The problem with project management software is that the average user can't readily discern what is happening with any given project.
The fact that most users of project management software have to be trained to effectively use it readily explains why most people don't end up using it at all. Instead, the vast majority of people will fall back on a spreadsheet, database or even presentation software.
But none of those applications readily lend themselves to project management. The good news is that project management is about to get a significant boost from Mindjet, which today is launching version 9 of its MindManager. Mindjet has a long history of adding a visual overlay to PC applications that were not designed with the average person in mind. This new version, says Neil Mendelson, vice president of product managment, applies that appreciation for visualization to project management.
A visual approach to project management is long overdue.

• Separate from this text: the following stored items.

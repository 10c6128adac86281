//! Utility functions for binary data processing.
//!
//! This module provides:
//! - Overflow-checked table range arithmetic for views into mapped memory
//! - SIMD-accelerated NUL searches (via memchr)
//! - Address parsing for the command line

use std::ops::Range;

// =============================================================================
// Table Ranges
// =============================================================================

/// Computes the byte range of a table of `count` records of `record_size`
/// bytes starting at `offset`.
///
/// Returns `None` if the arithmetic overflows or the table does not fit in a
/// buffer of `available` bytes.
#[inline]
pub fn table_range(offset: u64, count: u64, record_size: u64, available: u64) -> Option<Range<usize>> {
    let len = count.checked_mul(record_size)?;
    let end = offset.checked_add(len)?;
    if end > available {
        return None;
    }
    Some(usize::try_from(offset).ok()?..usize::try_from(end).ok()?)
}

// =============================================================================
// SIMD-Accelerated Byte Search
// =============================================================================

/// Finds the position of the first null byte in a slice.
///
/// Uses the `memchr` crate, which vectorizes the scan where the target
/// supports it.
#[inline(always)]
pub fn memchr_null(data: &[u8]) -> usize {
    memchr::memchr(0, data).unwrap_or(data.len())
}

/// Returns the NUL-terminated byte string starting at `offset`, without the
/// terminator.
///
/// A string running off the end of `data` is truncated at the end of the
/// buffer. Returns `None` if `offset` is out of bounds.
#[inline]
pub fn cstr_at(data: &[u8], offset: usize) -> Option<&[u8]> {
    let bytes = data.get(offset..)?;
    Some(&bytes[..memchr_null(bytes)])
}

// =============================================================================
// Parsing
// =============================================================================

/// Parses an address given either as `0x`-prefixed hex or as plain hex.
pub fn parse_address(text: &str) -> Option<u64> {
    let trimmed = text.trim();
    let digits = trimmed
        .strip_prefix("0x")
        .or_else(|| trimmed.strip_prefix("0X"))
        .unwrap_or(trimmed);
    let digits = digits.replace('_', "");
    u64::from_str_radix(&digits, 16).ok()
}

Given the fact that just about everybody has a project to manage somewhere, no further indictment of the state of project management software is required other than the fact that nine out 10 people that have a project to manage don't use it. MindManager is designed to manage projects the way people naturally think. By visually linking elements of a project together, users can create a timeline to manage their project and then share that information in a way other people can readily understand.

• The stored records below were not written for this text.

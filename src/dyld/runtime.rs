//! The shared cache as mapped into the running process.
//!
//! The OS loader maps the cache into every process; we never map or unmap
//! it ourselves. A [`RuntimeCache`] is a snapshot of the header and mapping
//! table taken from that live image, which is all the containment check
//! needs.

use std::borrow::Cow;
use std::path::PathBuf;
use std::ptr::NonNull;
use std::sync::OnceLock;

use tracing::{debug, warn};
use zerocopy::FromBytes;

use super::address::{RuntimeAddr, Slide, UnslidAddr};
use super::structs::*;
use crate::error::{Error, Result};
use crate::util::table_range;

// =============================================================================
// Platform Access
// =============================================================================

/// Source of the two facts only the platform knows: where the cache is
/// mapped, and where its file lives.
///
/// # Safety
///
/// A base returned by [`CachePlatform::shared_cache_base`] must point at a
/// readable dyld cache header followed (at `mapping_offset`) by its mapping
/// table, and must stay mapped for as long as any context built from it is
/// alive.
pub unsafe trait CachePlatform {
    /// Returns the in-memory base of the shared cache, or `None` when the
    /// process has no shared cache mapped.
    fn shared_cache_base(&self) -> Option<NonNull<u8>>;

    /// Returns the path the platform reports for the cache file, if any.
    fn shared_cache_file_path(&self) -> Option<PathBuf> {
        None
    }

    /// Returns a snapshot of the cache mapped into the process.
    ///
    /// The default reads the header at [`CachePlatform::shared_cache_base`]
    /// on every call. Platforms with a process-wide snapshot hand that out
    /// instead.
    fn runtime_cache(&self) -> Result<Cow<'_, RuntimeCache>> {
        RuntimeCache::locate(self).map(Cow::Owned)
    }
}

/// The platform of the running process.
///
/// On Apple targets this asks the kernel for the shared region and dyld for
/// the cache path. Elsewhere there is never a shared cache.
#[derive(Debug, Clone, Copy, Default)]
pub struct SystemPlatform;

#[cfg(target_vendor = "apple")]
mod sys {
    use libc::{c_char, c_int};

    extern "C" {
        pub fn __shared_region_check_np(start_address: *mut u64) -> c_int;
        pub fn dyld_shared_cache_file_path() -> *const c_char;
    }
}

#[cfg(target_vendor = "apple")]
unsafe impl CachePlatform for SystemPlatform {
    fn shared_cache_base(&self) -> Option<NonNull<u8>> {
        let mut start: u64 = 0;
        // SAFETY: the syscall only writes the start address through the pointer.
        let rc = unsafe { sys::__shared_region_check_np(&mut start) };
        if rc != 0 {
            debug!(rc, "no shared region mapped");
            return None;
        }
        NonNull::new(start as usize as *mut u8)
    }

    fn shared_cache_file_path(&self) -> Option<PathBuf> {
        // SAFETY: dyld returns either NULL or a static NUL-terminated string.
        let raw = unsafe { sys::dyld_shared_cache_file_path() };
        if raw.is_null() {
            return None;
        }
        let path = unsafe { std::ffi::CStr::from_ptr(raw) };
        Some(PathBuf::from(path.to_string_lossy().into_owned()))
    }

    fn runtime_cache(&self) -> Result<Cow<'_, RuntimeCache>> {
        locate_runtime_cache().map(Cow::Borrowed).ok_or(Error::CacheAbsent)
    }
}

#[cfg(not(target_vendor = "apple"))]
unsafe impl CachePlatform for SystemPlatform {
    fn shared_cache_base(&self) -> Option<NonNull<u8>> {
        None
    }

    fn runtime_cache(&self) -> Result<Cow<'_, RuntimeCache>> {
        locate_runtime_cache().map(Cow::Borrowed).ok_or(Error::CacheAbsent)
    }
}

// =============================================================================
// Runtime Cache
// =============================================================================

/// Header and mapping table of the cache mapped into this process.
#[derive(Debug, Clone)]
pub struct RuntimeCache {
    base: RuntimeAddr,
    header: DyldCacheHeader,
    mappings: Vec<DyldCacheMappingInfo>,
    slide: Slide,
}

impl RuntimeCache {
    /// Finds the cache mapped into the process described by `platform`.
    ///
    /// Returns [`Error::CacheAbsent`] when the platform reports no cache.
    pub fn locate<P: CachePlatform + ?Sized>(platform: &P) -> Result<Self> {
        let base = platform.shared_cache_base().ok_or(Error::CacheAbsent)?;
        // SAFETY: guaranteed by the `CachePlatform` contract.
        unsafe { Self::from_base(base) }
    }

    /// Reads the header and mapping table of a cache mapped at `base`.
    ///
    /// # Safety
    ///
    /// `base` must point at a readable cache header whose mapping table is
    /// readable as well.
    pub unsafe fn from_base(base: NonNull<u8>) -> Result<Self> {
        let ptr = base.as_ptr() as *const u8;
        let header_bytes = unsafe { std::slice::from_raw_parts(ptr, DyldCacheHeader::SIZE) };
        let (header, _) = DyldCacheHeader::read_from_prefix(header_bytes)
            .map_err(|_| Error::parse(0, "failed to parse runtime cache header"))?;

        let mappings = table_range(
            u64::from(header.mapping_offset),
            u64::from(header.mapping_count),
            DyldCacheMappingInfo::SIZE as u64,
            u64::MAX,
        )
        .ok_or_else(|| Error::parse(header.mapping_offset as usize, "mapping table overflows"))?;

        let len = mappings.end.max(DyldCacheHeader::SIZE);
        let bytes = unsafe { std::slice::from_raw_parts(ptr, len) };
        Self::parse(RuntimeAddr::from_ptr(ptr), bytes)
    }

    /// Parses a cache header and mapping table that live at `base` in this
    /// process. `bytes` is the memory starting at `base`.
    pub fn parse(base: RuntimeAddr, bytes: &[u8]) -> Result<Self> {
        let (header, _) = DyldCacheHeader::read_from_prefix(bytes)
            .map_err(|_| Error::buffer_too_small(DyldCacheHeader::SIZE, bytes.len()))?;

        let range = table_range(
            u64::from(header.mapping_offset),
            u64::from(header.mapping_count),
            DyldCacheMappingInfo::SIZE as u64,
            bytes.len() as u64,
        )
        .ok_or_else(|| {
            let needed = header.mapping_offset as usize
                + header.mapping_count as usize * DyldCacheMappingInfo::SIZE;
            Error::buffer_too_small(needed, bytes.len())
        })?;

        let mappings = bytes[range]
            .chunks_exact(DyldCacheMappingInfo::SIZE)
            .map(|chunk| {
                DyldCacheMappingInfo::read_from_bytes(chunk)
                    .map_err(|_| Error::parse(header.mapping_offset as usize, "failed to parse mapping"))
            })
            .collect::<Result<Vec<_>>>()?;

        let first = mappings.first().ok_or(Error::NoMappings)?;
        let slide = Slide::between(base, UnslidAddr(first.address));
        debug!(%base, %slide, mappings = mappings.len(), "located runtime shared cache");

        Ok(Self {
            base,
            header,
            mappings,
            slide,
        })
    }

    /// Returns the address the cache header is mapped at.
    #[inline]
    pub fn base(&self) -> RuntimeAddr {
        self.base
    }

    /// Returns the runtime header.
    #[inline]
    pub fn header(&self) -> &DyldCacheHeader {
        &self.header
    }

    /// Returns the declared mappings, in header order.
    #[inline]
    pub fn mappings(&self) -> &[DyldCacheMappingInfo] {
        &self.mappings
    }

    /// Returns the slide of this cache in the current process.
    #[inline]
    pub fn slide(&self) -> Slide {
        self.slide
    }

    /// Returns the UUID of the mapped cache.
    #[inline]
    pub fn uuid(&self) -> &[u8; 16] {
        &self.header.uuid
    }

    /// Returns true if `[addr, addr + length)` lies inside one of the cache's
    /// mappings.
    ///
    /// The end of the range must fall strictly before the end of the mapping,
    /// so a range ending exactly on a mapping boundary is not contained.
    pub fn contains(&self, addr: RuntimeAddr, length: u64) -> bool {
        let unslid_start = self.slide.unslide(addr).get();

        // Quick out if after end of cache.
        if let Some(last) = self.mappings.last() {
            if unslid_start > last.end() {
                return false;
            }
        }

        let Some(unslid_end) = unslid_start.checked_add(length) else {
            return false;
        };

        self.mappings
            .iter()
            .any(|m| unslid_start >= m.address && unslid_end < m.end())
    }
}

// =============================================================================
// Process-wide Lookup
// =============================================================================

static RUNTIME_CACHE: OnceLock<Option<RuntimeCache>> = OnceLock::new();

/// Returns the shared cache mapped into this process, if there is one.
///
/// The lookup runs once; every later call returns the same snapshot. This is
/// also what [`SystemPlatform`] hands to context construction.
pub fn locate_runtime_cache() -> Option<&'static RuntimeCache> {
    RUNTIME_CACHE
        .get_or_init(|| match RuntimeCache::locate(&SystemPlatform) {
            Ok(cache) => Some(cache),
            Err(Error::CacheAbsent) => None,
            Err(e) => {
                warn!("ignoring unreadable runtime shared cache: {e}");
                None
            }
        })
        .as_ref()
}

And best of all for the project management wonks in the company, Mindjet can export a project management file in the form of a Gantt chart. That means average people can manage a project and then share that information with the project management application that has been adopted as the corporate standard by people who have been specifically trained in the mysterious ways of the formal project management priesthood.
Software in general was designed to manage data, rather than information, and that is a problem. The good news is that advances in how to visually manage data are being made every day; they're just not necessarily being made by the people who design the software that is used most used in the enterprise today.